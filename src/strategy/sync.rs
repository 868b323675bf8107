//! Synchronous processing strategy
//!
//! Reads every row with the SyncReader, groups rows into sessions, then
//! settles the sessions one after another on the calling thread.
//!
//! # Design
//!
//! The SyncProcessingStrategy only orchestrates, delegating:
//! - CSV parsing to `SyncReader` (iterator interface)
//! - Session grouping to `SessionBook`
//! - Settlement to `SettlementEngine`
//! - CSV output to `csv_format::write_transfers_csv`

use crate::core::{EngineConfig, SessionBook, SettlementEngine};
use crate::io::csv_format::write_transfers_csv;
use crate::io::sync_reader::SyncReader;
use crate::strategy::{collect_settled, record_row, ProcessingStrategy};
use std::io::Write;
use std::path::Path;
use tracing::info;

/// Synchronous processing strategy
///
/// # Examples
///
/// ```no_run
/// use rust_settlement_engine::core::EngineConfig;
/// use rust_settlement_engine::strategy::{ProcessingStrategy, SyncProcessingStrategy};
/// use std::path::Path;
/// use std::io;
///
/// let strategy = SyncProcessingStrategy::new(EngineConfig::default());
/// let mut output = io::stdout();
///
/// strategy.process(Path::new("balances.csv"), &mut output)
///     .expect("Processing failed");
/// ```
#[derive(Debug, Clone, Copy, Default)]
pub struct SyncProcessingStrategy {
    engine: SettlementEngine,
}

impl SyncProcessingStrategy {
    /// Create a new SyncProcessingStrategy
    pub fn new(engine_config: EngineConfig) -> Self {
        Self {
            engine: SettlementEngine::new(engine_config),
        }
    }
}

impl ProcessingStrategy for SyncProcessingStrategy {
    fn process(&self, input_path: &Path, output: &mut dyn Write) -> Result<(), String> {
        let reader = SyncReader::new(input_path).map_err(|e| e.to_string())?;

        let mut book = SessionBook::new();
        for row in reader {
            record_row(&mut book, row);
        }

        info!(sessions = book.len(), "Settling sessions sequentially");

        let outcomes = book
            .into_sessions()
            .into_iter()
            .map(|(session, input)| {
                let outcome = input.settle(&self.engine);
                (session, outcome)
            })
            .collect();

        let settled = collect_settled(outcomes);
        write_transfers_csv(&settled, output).map_err(|e| e.to_string())?;

        Ok(())
    }
}

#[cfg(test)]
mod tests {
    use super::*;
    use rust_decimal_macros::dec;
    use std::io::Write;
    use tempfile::NamedTempFile;

    /// Helper function to create a temporary CSV file for testing
    fn create_temp_csv(content: &str) -> NamedTempFile {
        let mut file = NamedTempFile::new().expect("Failed to create temp file");
        file.write_all(content.as_bytes())
            .expect("Failed to write to temp file");
        file.flush().expect("Failed to flush temp file");
        file
    }

    fn run(strategy: SyncProcessingStrategy, csv_content: &str) -> String {
        let file = create_temp_csv(csv_content);
        let mut output = Vec::new();
        strategy.process(file.path(), &mut output).unwrap();
        String::from_utf8(output).unwrap()
    }

    #[test]
    fn test_sync_strategy_settles_single_session() {
        let output = run(
            SyncProcessingStrategy::default(),
            "id,name,balance\na,A,30\nb,B,10\nc,C,-40\n",
        );

        assert_eq!(
            output,
            "session,from_id,from,to_id,to,amount\n\
             default,c,C,a,A,30\n\
             default,c,C,b,B,10\n"
        );
    }

    #[test]
    fn test_sync_strategy_skips_unbalanced_session() {
        let output = run(
            SyncProcessingStrategy::default(),
            "session,id,name,balance\n\
             bad,a,A,10\n\
             bad,b,B,-5\n\
             good,c,C,15\n\
             good,d,D,-15\n",
        );

        assert_eq!(output, "session,from_id,from,to_id,to,amount\ngood,d,D,c,C,15\n");
    }

    #[test]
    fn test_sync_strategy_skips_session_with_malformed_row() {
        let output = run(
            SyncProcessingStrategy::default(),
            "session,id,name,balance\n\
             s1,a,A,10\n\
             s1,b,B,ten\n\
             s2,c,C,1\n\
             s2,d,D,-1\n",
        );

        assert_eq!(output, "session,from_id,from,to_id,to,amount\ns2,d,D,c,C,1\n");
    }

    #[test]
    fn test_sync_strategy_applies_tolerance() {
        let strategy =
            SyncProcessingStrategy::new(EngineConfig::with_tolerance(dec!(0.01)));

        let output = run(strategy, "id,name,balance\na,A,10.01\nb,B,-10\n");

        assert_eq!(output, "session,from_id,from,to_id,to,amount\ndefault,b,B,a,A,10\n");
    }

    #[test]
    fn test_sync_strategy_handles_missing_file() {
        let strategy = SyncProcessingStrategy::default();
        let mut output = Vec::new();

        let result = strategy.process(Path::new("nonexistent.csv"), &mut output);
        assert!(result.is_err());
        assert_eq!(result.unwrap_err(), "File not found: nonexistent.csv");
    }

    #[test]
    fn test_sync_strategy_is_send_sync() {
        fn assert_send_sync<T: Send + Sync>() {}
        assert_send_sync::<SyncProcessingStrategy>();
    }
}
-- -- --
> _To do_: Repeat the data in full, exactly as supplied.

> _Exercise solution_:
filename src/strategy/sync.rs
repository 868b323675bf8107
//! Synchronous processing strategy
//!
//! Reads every row with the SyncReader, groups rows into sessions, then
//! settles the sessions one after another on the calling thread.
//!
//! # Design
//!
//! The SyncProcessingStrategy only orchestrates, delegating:
//! - CSV parsing to `SyncReader` (iterator interface)
//! - Session grouping to `SessionBook`
//! - Settlement to `SettlementEngine`
//! - CSV output to `csv_format::write_transfers_csv`

use crate::core::{EngineConfig, SessionBook, SettlementEngine};
use crate::io::csv_format::write_transfers_csv;
use crate::io::sync_reader::SyncReader;
use crate::strategy::{collect_settled, record_row, ProcessingStrategy};
use std::io::Write;
use std::path::Path;
use tracing::info;

/// Synchronous processing strategy
///
/// # Examples
///
/// ```no_run
/// use rust_settlement_engine::core::EngineConfig;
/// use rust_settlement_engine::strategy::{ProcessingStrategy, SyncProcessingStrategy};
/// use std::path::Path;
/// use std::io;
///
/// let strategy = SyncProcessingStrategy::new(EngineConfig::default());
/// let mut output = io::stdout();
///
/// strategy.process(Path::new("balances.csv"), &mut output)
///     .expect("Processing failed");
/// ```
#[derive(Debug, Clone, Copy, Default)]
pub struct SyncProcessingStrategy {
    engine: SettlementEngine,
}

impl SyncProcessingStrategy {
    /// Create a new SyncProcessingStrategy
    pub fn new(engine_config: EngineConfig) -> Self {
        Self {
            engine: SettlementEngine::new(engine_config),
        }
    }
}

impl ProcessingStrategy for SyncProcessingStrategy {
    fn process(&self, input_path: &Path, output: &mut dyn Write) -> Result<(), String> {
        let reader = SyncReader::new(input_path).map_err(|e| e.to_string())?;

        let mut book = SessionBook::new();
        for row in reader {
            record_row(&mut book, row);
        }

        info!(sessions = book.len(), "Settling sessions sequentially");

        let outcomes = book
            .into_sessions()
            .into_iter()
            .map(|(session, input)| {
                let outcome = input.settle(&self.engine);
                (session, outcome)
            })
            .collect();

        let settled = collect_settled(outcomes);
        write_transfers_csv(&settled, output).map_err(|e| e.to_string())?;

        Ok(())
    }
}

#[cfg(test)]
mod tests {
    use super::*;
    use rust_decimal_macros::dec;
    use std::io::Write;
    use tempfile::NamedTempFile;

    /// Helper function to create a temporary CSV file for testing
    fn create_temp_csv(content: &str) -> NamedTempFile {
        let mut file = NamedTempFile::new().expect("Failed to create temp file");
        file.write_all(content.as_bytes())
            .expect("Failed to write to temp file");
        file.flush().expect("Failed to flush temp file");
        file
    }

    fn run(strategy: SyncProcessingStrategy, csv_content: &str) -> String {
        let file = create_temp_csv(csv_content);
        let mut output = Vec::new();
        strategy.process(file.path(), &mut output).unwrap();
        String::from_utf8(output).unwrap()
    }

    #[test]
    fn test_sync_strategy_settles_single_session() {
        let output = run(
            SyncProcessingStrategy::default(),
            "id,name,balance\na,A,30\nb,B,10\nc,C,-40\n",
        );

        assert_eq!(
            output,
            "session,from_id,from,to_id,to,amount\n\
             default,c,C,a,A,30\n\
             default,c,C,b,B,10\n"
        );
    }

    #[test]
    fn test_sync_strategy_skips_unbalanced_session() {
        let output = run(
            SyncProcessingStrategy::default(),
            "session,id,name,balance\n\
             bad,a,A,10\n\
             bad,b,B,-5\n\
             good,c,C,15\n\
             good,d,D,-15\n",
        );

        assert_eq!(output, "session,from_id,from,to_id,to,amount\ngood,d,D,c,C,15\n");
    }

    #[test]
    fn test_sync_strategy_skips_session_with_malformed_row() {
        let output = run(
            SyncProcessingStrategy::default(),
            "session,id,name,balance\n\
             s1,a,A,10\n\
             s1,b,B,ten\n\
             s2,c,C,1\n\
             s2,d,D,-1\n",
        );

        assert_eq!(output, "session,from_id,from,to_id,to,amount\ns2,d,D,c,C,1\n");
    }

    #[test]
    fn test_sync_strategy_applies_tolerance() {
        let strategy =
            SyncProcessingStrategy::new(EngineConfig::with_tolerance(dec!(0.01)));

        let output = run(strategy, "id,name,balance\na,A,10.01\nb,B,-10\n");

        assert_eq!(output, "session,from_id,from,to_id,to,amount\ndefault,b,B,a,A,10\n");
    }

    #[test]
    fn test_sync_strategy_handles_missing_file() {
        let strategy = SyncProcessingStrategy::default();
        let mut output = Vec::new();

        let result = strategy.process(Path::new("nonexistent.csv"), &mut output);
        assert!(result.is_err());
        assert_eq!(result.unwrap_err(), "File not found: nonexistent.csv");
    }

    #[test]
    fn test_sync_strategy_is_send_sync() {
        fn assert_send_sync<T: Send + Sync>() {}
        assert_send_sync::<SyncProcessingStrategy>();
    }
}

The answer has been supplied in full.